On March 7, Sheriff Kirkman (spelled differently this time) put his plan into action and dressing in a disguise as a woman, boarded a stagecoach carrying some very precious cargo. Just as he suspected, when the stagecoach near the Twin Lakes junction, the lone bandit appeared ordering the gold to be handed over. The sheriff sprang into action, ripped off his disguise, and drew his weapon. “Halt!” Sheriff Kirkham yelled. “In the name of the law!”
The bandit was clearly surprised, and took off running, ignoring the lawman’s order. Sheriff Kirkham brought down that stagecoach robber with one bullet in the back. When he reached the body, he anxiously turned it over to discover the identity of the brazen bandit. It was his wife, dressed in disguise as a man!

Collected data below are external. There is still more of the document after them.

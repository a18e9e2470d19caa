pub mod auth;
pub mod errors;
pub mod openapi;
pub mod routes;
pub mod startup;

pub use startup::run;
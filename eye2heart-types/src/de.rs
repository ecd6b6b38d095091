//! Lenient deserializers for untrusted API fields.
//!
//! A single malformed field must not reject the whole vitals payload, so each
//! field is read as "any JSON value" and narrowed afterwards.

use alloc::string::String;
use core::fmt;

use serde::de::{Deserializer, IgnoredAny, MapAccess, SeqAccess, Visitor};
use serde::{Serialize, Serializer};

use crate::HeartRate;

enum Loose {
    Number(f64),
    Text(String),
    Null,
    Other,
}

struct LooseVisitor;

impl<'de> Visitor<'de> for LooseVisitor {
    type Value = Loose;

    fn expecting(&self, f: &mut fmt::Formatter<'_>) -> fmt::Result {
        f.write_str("any JSON value")
    }

    fn visit_bool<E>(self, _v: bool) -> Result<Loose, E> {
        Ok(Loose::Other)
    }

    fn visit_i64<E>(self, v: i64) -> Result<Loose, E> {
        Ok(Loose::Number(v as f64))
    }

    fn visit_u64<E>(self, v: u64) -> Result<Loose, E> {
        Ok(Loose::Number(v as f64))
    }

    fn visit_f64<E>(self, v: f64) -> Result<Loose, E> {
        Ok(Loose::Number(v))
    }

    fn visit_str<E>(self, v: &str) -> Result<Loose, E> {
        Ok(Loose::Text(v.into()))
    }

    fn visit_string<E>(self, v: String) -> Result<Loose, E> {
        Ok(Loose::Text(v))
    }

    fn visit_unit<E>(self) -> Result<Loose, E> {
        Ok(Loose::Null)
    }

    fn visit_none<E>(self) -> Result<Loose, E> {
        Ok(Loose::Null)
    }

    fn visit_some<D>(self, deserializer: D) -> Result<Loose, D::Error>
    where
        D: Deserializer<'de>,
    {
        deserializer.deserialize_any(LooseVisitor)
    }

    fn visit_seq<A>(self, mut seq: A) -> Result<Loose, A::Error>
    where
        A: SeqAccess<'de>,
    {
        while seq.next_element::<IgnoredAny>()?.is_some() {}
        Ok(Loose::Other)
    }

    fn visit_map<A>(self, mut map: A) -> Result<Loose, A::Error>
    where
        A: MapAccess<'de>,
    {
        while map.next_entry::<IgnoredAny, IgnoredAny>()?.is_some() {}
        Ok(Loose::Other)
    }
}

fn loose<'de, D>(deserializer: D) -> Result<Loose, D::Error>
where
    D: Deserializer<'de>,
{
    deserializer.deserialize_any(LooseVisitor)
}

/// `null` becomes `None`; anything that is not a number or string is kept as
/// [`HeartRate::Invalid`] so callers can still see a value was supplied.
pub(crate) fn heart_rate<'de, D>(deserializer: D) -> Result<Option<HeartRate>, D::Error>
where
    D: Deserializer<'de>,
{
    Ok(match loose(deserializer)? {
        Loose::Number(n) => Some(HeartRate::Number(n)),
        Loose::Text(s) => Some(HeartRate::Text(s)),
        Loose::Null => None,
        Loose::Other => Some(HeartRate::Invalid),
    })
}

pub(crate) fn lenient_string<'de, D>(deserializer: D) -> Result<Option<String>, D::Error>
where
    D: Deserializer<'de>,
{
    Ok(match loose(deserializer)? {
        Loose::Text(s) => Some(s),
        _ => None,
    })
}

pub(crate) fn lenient_number<'de, D>(deserializer: D) -> Result<Option<f64>, D::Error>
where
    D: Deserializer<'de>,
{
    Ok(match loose(deserializer)? {
        Loose::Number(n) => Some(n),
        Loose::Text(s) => s.trim().parse().ok(),
        _ => None,
    })
}

impl Serialize for HeartRate {
    fn serialize<S>(&self, serializer: S) -> Result<S::Ok, S::Error>
    where
        S: Serializer,
    {
        match self {
            HeartRate::Number(n) => serializer.serialize_f64(*n),
            HeartRate::Text(s) => serializer.serialize_str(s),
            HeartRate::Invalid => serializer.serialize_unit(),
        }
    }
}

Sheriff Kirkham could not bear the shame and embarrassment of his wife’s actions. So instead of bringing her back to town for a proper burial, he laid her to rest along the old stagecoach road. The epithet reads: “My Wife – Jane Kirkham – Died March 7, 1879-Aged 38 years, 3 months, 7 days”.
Now for my confession. Marisa and I have been breaking the law for the last 4 years. We have had illegal chickens living in our yard. Yes, you heard correctly, it has been illegal for us to have chickens in our city until recently. Thankfully some law abiding citizens took it into their own hands to make owning chickens legal. I am glad they did and we already have some neighbors who bought some baby chicks.
I feel like a burden has been lifted as I make this confession. Maybe now I will start using all of my talents for good instead of evil. I would urge those of you who want chickens , or those of you that have them illegally to do what was done in our town and get them legalized. Raising chickens for eggs is one of the easiest things that I can think of that will help us all be more self sufficient.
I love this story! I'd very much like to hear the process of how your city changed its chicken ordinance, if you know it. In my own city I would also be an outlaw.
That sounds just like you and Marisa.
What a funny post! At first I thought you were going to confess something actually naughty...:P
You Rebel you!! Too cute, but seriously cool that you can own them legally now, it would have been awful to have had to get rid of them. Hope to see livestock in urban back yards become the mainstream instead of the rare.
I think every community should embrace a new way of thinking, no one in this country should ever go hungry we all have so much to share and teach about self sufficiency. How did we ever get so far off track?
I wondered. We can't have them here yet but supposedly it's in the works.
I loved this story, too. Especially as it unrolled before us who did the research. Now these people are a part of my life. I love the backyard farming blog - farming is in my blood - and the proof of this is my relationship to Dale - brother & sister. But to me, farming and ancestors are inseperable. Without farming, my ancestors would not be what they are. Without my particular ancestors, I would not be what I am. It is all intertwined. I still do a little backyard farming, especially in my herb gardenm, but more in supporting my enthusiastic husband. Meanwhile, I grow the seeds of what past generations have given us.
Shameful but glorious ... favorite part was "Maybe now I will start using all of my talents for good instead of evil."